As the very first female big band singer in
America, Mildred was a role model and inspiration for contemporaries
including Billie Holiday, Helen Ward and Ella Fitzgerald. She opened the
door of opportunity for every female lead singer who followed the trail
she blazed. Her singing style and phrasing caught the ear of aspiring
young singers of that era including Tony Bennett and Rosemary Clooney,
and still, much later, Linda Ronstadt. She was respected and admired by
performers including Frank Sinatra, the Dorsey brothers, Coleman Hawkins
and Artie Shaw. A 1944 Time Magazine review of her show at the Café
Society in New York called Mildred, "just about the greatest songbird in
the U.S."
Recognition of Mildred Bailey in the Jazz
Hall of Fame would, I believe, open a door to a largely neglected and
ignored chapter in the history of this All-American art form known as
jazz: the involvement of First Americans. When I was living on my own
reservation in Kamiah, ID, I came across old photographs of tribal
members in small ensembles and quartets, playing jazz. One group, the
Lollipop Six, was made up of young Nez Perce men who had learned to play
their instruments while attending Indian boarding schools in the early
20th century. I can still recall how proud Lionel Hampton was when he
visited our reservation to be honored while attending the international
jazz festival at the University of Idaho that still bears his name.
On too many reservations in modern America
there are not enough inspirational stories of successful native women
who rose above the challenges they faced and helped to change history.

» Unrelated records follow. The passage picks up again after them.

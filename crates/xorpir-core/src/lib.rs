mod constants;
mod record;
mod selection;
mod shard;

pub use constants::{
    selection_len, GROUP_SIZE_BYTES, RECORD_SIZE_BYTES, RECORD_WORDS, SELECTION_GRANULARITY,
};
pub use record::{bit_mask, xor_all, Record};
pub use selection::{PointKey, SelectionError, SelectionKey, SelectionVector, XorShareKey};
pub use shard::{LayoutError, ShardLayout};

But Mildred Rinker Bailey, did just that. Though widely thought to have
been a white singer, Mildred was, in fact, a member of the Coeur d'Alene
Tribe. Mildred once called traditional Indian singing, "a remarkable
training and background" for a singer. "It takes a squeaky soprano and
straightens out the clinkers that make it squeak; it removes the bass
boom from the contralto's voice," she said. "This Indian singing does
this because you have to sing a lot of notes to get by, and you've got
to cover a lot of range." Every Native American who has ever attended a
tribal ceremony, whether a feast, a memorial, or a modern pow-wow, knows
exactly what Mildred Bailey was talking about here. I believe that
Mildred Bailey's success as a jazz vocalist is grounded in her early
vocal training and development from singing traditional tribal songs as a
young girl on the Coeur d'Alene Indian Reservation.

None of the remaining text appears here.